What is needed
The entries are to be duplicated exactly, with nothing left out.

*** Supplied data

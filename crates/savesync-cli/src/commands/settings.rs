use anyhow::Result;
use std::path::Path;

use crate::context;

pub fn auto(base_dir: &Path, store: Option<bool>, restore: Option<bool>) -> Result<()> {
    let orchestrator = context::build(base_dir, false)?;
    if let Some(value) = store {
        orchestrator.set_auto_store(value)?;
    }
    if let Some(value) = restore {
        orchestrator.set_auto_restore(value)?;
    }
    println!("Auto restore: {}", orchestrator.auto_restore());
    println!("Auto store:   {}", orchestrator.auto_store());
    Ok(())
}

pub fn keep(base_dir: &Path, count: u32) -> Result<()> {
    let orchestrator = context::build(base_dir, false)?;
    orchestrator.set_revisions_to_keep(count)?;
    println!("Keeping the newest {count} revision(s) per store target");
    Ok(())
}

******

Your response
filename crates/savesync-cli/src/commands/settings.rs
use anyhow::Result;
use std::path::Path;

use crate::context;

pub fn auto(base_dir: &Path, store: Option<bool>, restore: Option<bool>) -> Result<()> {
    let orchestrator = context::build(base_dir, false)?;
    if let Some(value) = store {
        orchestrator.set_auto_store(value)?;
    }
    if let Some(value) = restore {
        orchestrator.set_auto_restore(value)?;
    }
    println!("Auto restore: {}", orchestrator.auto_restore());
    println!("Auto store:   {}", orchestrator.auto_store());
    Ok(())
}

pub fn keep(base_dir: &Path, count: u32) -> Result<()> {
    let orchestrator = context::build(base_dir, false)?;
    orchestrator.set_revisions_to_keep(count)?;
    println!("Keeping the newest {count} revision(s) per store target");
    Ok(())
}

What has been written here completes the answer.